Please copy out every line of the data word for word.

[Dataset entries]
BEGIN
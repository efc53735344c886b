//! Database error types
//!
//! Errors raised by the repositories, with the PostgreSQL error codes mapped
//! onto meaningful variants and a translation into the domain `PortError`.

use thiserror::Error;

use core_kernel::PortError;

/// Errors that can occur during database operations
#[derive(Debug, Error)]
pub enum DatabaseError {
    /// Failed to establish a database connection
    #[error("Failed to connect to database: {0}")]
    ConnectionFailed(String),

    /// Query execution failed
    #[error("Query failed: {0}")]
    QueryFailed(String),

    /// Entity not found in database
    #[error("{entity} not found: {id}")]
    NotFound { entity: &'static str, id: String },

    /// A conditional write found the row in an unexpected state
    #[error("Write conflict: {0}")]
    Conflict(String),

    /// Unique constraint violation
    #[error("Duplicate entry: {0}")]
    DuplicateEntry(String),

    /// Foreign key constraint violation
    #[error("Foreign key violation: {0}")]
    ForeignKeyViolation(String),

    /// Check constraint violation
    #[error("Constraint violation: {0}")]
    ConstraintViolation(String),

    /// Migration error
    #[error("Migration failed: {0}")]
    MigrationFailed(String),

    /// A stored value could not be mapped onto the domain model
    #[error("Corrupt row: {0}")]
    CorruptRow(String),

    /// Pool exhaustion - no available connections
    #[error("Connection pool exhausted")]
    PoolExhausted,
}

impl DatabaseError {
    /// Creates a not found error for a specific entity type and identifier
    ///
    /// # Example
    ///
    /// ```rust
    /// use infra_db::DatabaseError;
    ///
    /// let error = DatabaseError::not_found("Expense", "EXP-123");
    /// assert!(error.to_string().contains("Expense"));
    /// ```
    pub fn not_found(entity: &'static str, id: impl std::fmt::Display) -> Self {
        DatabaseError::NotFound {
            entity,
            id: id.to_string(),
        }
    }

    /// Checks if this error indicates a record was not found
    pub fn is_not_found(&self) -> bool {
        matches!(self, DatabaseError::NotFound { .. })
    }

    /// Checks if this error is a constraint violation
    pub fn is_constraint_violation(&self) -> bool {
        matches!(
            self,
            DatabaseError::DuplicateEntry(_)
                | DatabaseError::ForeignKeyViolation(_)
                | DatabaseError::ConstraintViolation(_)
        )
    }

    /// Checks if this error is a connection-related issue
    pub fn is_connection_error(&self) -> bool {
        matches!(
            self,
            DatabaseError::ConnectionFailed(_) | DatabaseError::PoolExhausted
        )
    }
}

impl From<sqlx::Error> for DatabaseError {
    fn from(error: sqlx::Error) -> Self {
        DatabaseError::from(&error)
    }
}

/// Maps SQLx errors onto specific variants by PostgreSQL error code
impl From<&sqlx::Error> for DatabaseError {
    fn from(error: &sqlx::Error) -> Self {
        match error {
            sqlx::Error::RowNotFound => DatabaseError::NotFound {
                entity: "Record",
                id: String::new(),
            },
            sqlx::Error::PoolTimedOut => DatabaseError::PoolExhausted,
            sqlx::Error::Io(e) => DatabaseError::ConnectionFailed(e.to_string()),
            sqlx::Error::PoolClosed => DatabaseError::ConnectionFailed("pool closed".to_string()),
            sqlx::Error::Database(db_err) => {
                // https://www.postgresql.org/docs/current/errcodes-appendix.html
                let message = db_err.message().to_string();
                match db_err.code().as_deref() {
                    Some("23505") => DatabaseError::DuplicateEntry(message),
                    Some("23503") => DatabaseError::ForeignKeyViolation(message),
                    Some("23514") => DatabaseError::ConstraintViolation(message),
                    _ => DatabaseError::QueryFailed(message),
                }
            }
            _ => DatabaseError::QueryFailed(error.to_string()),
        }
    }
}

impl From<DatabaseError> for PortError {
    fn from(error: DatabaseError) -> Self {
        match error {
            DatabaseError::NotFound { entity, id } => PortError::not_found(entity, id),
            DatabaseError::Conflict(msg) | DatabaseError::DuplicateEntry(msg) => {
                PortError::conflict(msg)
            }
            DatabaseError::ForeignKeyViolation(msg) | DatabaseError::ConstraintViolation(msg) => {
                PortError::validation(msg)
            }
            DatabaseError::ConnectionFailed(msg) => PortError::connection(msg),
            DatabaseError::PoolExhausted => PortError::connection("connection pool exhausted"),
            other => {
                let message = other.to_string();
                PortError::internal(message).with_source(other)
            }
        }
    }
}

#[cfg(test)]
mod tests {
    use super::*;

    #[test]
    fn test_not_found_maps_to_port_not_found() {
        let port: PortError = DatabaseError::not_found("Expense", "abc").into();
        assert!(port.is_not_found());
    }

    #[test]
    fn test_conflicts_map_to_port_conflict() {
        let port: PortError = DatabaseError::Conflict("status changed".into()).into();
        assert!(port.is_conflict());

        let port: PortError = DatabaseError::DuplicateEntry("email".into()).into();
        assert!(port.is_conflict());
    }

    #[test]
    fn test_pool_errors_are_transient() {
        let port: PortError = DatabaseError::PoolExhausted.into();
        assert!(port.is_transient());
        assert!(DatabaseError::PoolExhausted.is_connection_error());
    }

    #[test]
    fn test_row_not_found() {
        let error = DatabaseError::from(sqlx::Error::RowNotFound);
        assert!(error.is_not_found());
    }
}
END
## OUTPUT OF THE TASK
repository efc53735344c886b
//! Database error types
//!
//! Errors raised by the repositories, with the PostgreSQL error codes mapped
//! onto meaningful variants and a translation into the domain `PortError`.

use thiserror::Error;

use core_kernel::PortError;

/// Errors that can occur during database operations
#[derive(Debug, Error)]
pub enum DatabaseError {
    /// Failed to establish a database connection
    #[error("Failed to connect to database: {0}")]
    ConnectionFailed(String),

    /// Query execution failed
    #[error("Query failed: {0}")]
    QueryFailed(String),

    /// Entity not found in database
    #[error("{entity} not found: {id}")]
    NotFound { entity: &'static str, id: String },

    /// A conditional write found the row in an unexpected state
    #[error("Write conflict: {0}")]
    Conflict(String),

    /// Unique constraint violation
    #[error("Duplicate entry: {0}")]
    DuplicateEntry(String),

    /// Foreign key constraint violation
    #[error("Foreign key violation: {0}")]
    ForeignKeyViolation(String),

    /// Check constraint violation
    #[error("Constraint violation: {0}")]
    ConstraintViolation(String),

    /// Migration error
    #[error("Migration failed: {0}")]
    MigrationFailed(String),

    /// A stored value could not be mapped onto the domain model
    #[error("Corrupt row: {0}")]
    CorruptRow(String),

    /// Pool exhaustion - no available connections
    #[error("Connection pool exhausted")]
    PoolExhausted,
}

impl DatabaseError {
    /// Creates a not found error for a specific entity type and identifier
    ///
    /// # Example
    ///
    /// ```rust
    /// use infra_db::DatabaseError;
    ///
    /// let error = DatabaseError::not_found("Expense", "EXP-123");
    /// assert!(error.to_string().contains("Expense"));
    /// ```
    pub fn not_found(entity: &'static str, id: impl std::fmt::Display) -> Self {
        DatabaseError::NotFound {
            entity,
            id: id.to_string(),
        }
    }

    /// Checks if this error indicates a record was not found
    pub fn is_not_found(&self) -> bool {
        matches!(self, DatabaseError::NotFound { .. })
    }

    /// Checks if this error is a constraint violation
    pub fn is_constraint_violation(&self) -> bool {
        matches!(
            self,
            DatabaseError::DuplicateEntry(_)
                | DatabaseError::ForeignKeyViolation(_)
                | DatabaseError::ConstraintViolation(_)
        )
    }

    /// Checks if this error is a connection-related issue
    pub fn is_connection_error(&self) -> bool {
        matches!(
            self,
            DatabaseError::ConnectionFailed(_) | DatabaseError::PoolExhausted
        )
    }
}

impl From<sqlx::Error> for DatabaseError {
    fn from(error: sqlx::Error) -> Self {
        DatabaseError::from(&error)
    }
}

/// Maps SQLx errors onto specific variants by PostgreSQL error code
impl From<&sqlx::Error> for DatabaseError {
    fn from(error: &sqlx::Error) -> Self {
        match error {
            sqlx::Error::RowNotFound => DatabaseError::NotFound {
                entity: "Record",
                id: String::new(),
            },
            sqlx::Error::PoolTimedOut => DatabaseError::PoolExhausted,
            sqlx::Error::Io(e) => DatabaseError::ConnectionFailed(e.to_string()),
            sqlx::Error::PoolClosed => DatabaseError::ConnectionFailed("pool closed".to_string()),
            sqlx::Error::Database(db_err) => {
                // https://www.postgresql.org/docs/current/errcodes-appendix.html
                let message = db_err.message().to_string();
                match db_err.code().as_deref() {
                    Some("23505") => DatabaseError::DuplicateEntry(message),
                    Some("23503") => DatabaseError::ForeignKeyViolation(message),
                    Some("23514") => DatabaseError::ConstraintViolation(message),
                    _ => DatabaseError::QueryFailed(message),
                }
            }
            _ => DatabaseError::QueryFailed(error.to_string()),
        }
    }
}

impl From<DatabaseError> for PortError {
    fn from(error: DatabaseError) -> Self {
        match error {
            DatabaseError::NotFound { entity, id } => PortError::not_found(entity, id),
            DatabaseError::Conflict(msg) | DatabaseError::DuplicateEntry(msg) => {
                PortError::conflict(msg)
            }
            DatabaseError::ForeignKeyViolation(msg) | DatabaseError::ConstraintViolation(msg) => {
                PortError::validation(msg)
            }
            DatabaseError::ConnectionFailed(msg) => PortError::connection(msg),
            DatabaseError::PoolExhausted => PortError::connection("connection pool exhausted"),
            other => {
                let message = other.to_string();
                PortError::internal(message).with_source(other)
            }
        }
    }
}

#[cfg(test)]
mod tests {
    use super::*;

    #[test]
    fn test_not_found_maps_to_port_not_found() {
        let port: PortError = DatabaseError::not_found("Expense", "abc").into();
        assert!(port.is_not_found());
    }

    #[test]
    fn test_conflicts_map_to_port_conflict() {
        let port: PortError = DatabaseError::Conflict("status changed".into()).into();
        assert!(port.is_conflict());

        let port: PortError = DatabaseError::DuplicateEntry("email".into()).into();
        assert!(port.is_conflict());
    }

    #[test]
    fn test_pool_errors_are_transient() {
        let port: PortError = DatabaseError::PoolExhausted.into();
        assert!(port.is_transient());
        assert!(DatabaseError::PoolExhausted.is_connection_error());
    }

    #[test]
    fn test_row_not_found() {
        let error = DatabaseError::from(sqlx::Error::RowNotFound);
        assert!(error.is_not_found());
    }
}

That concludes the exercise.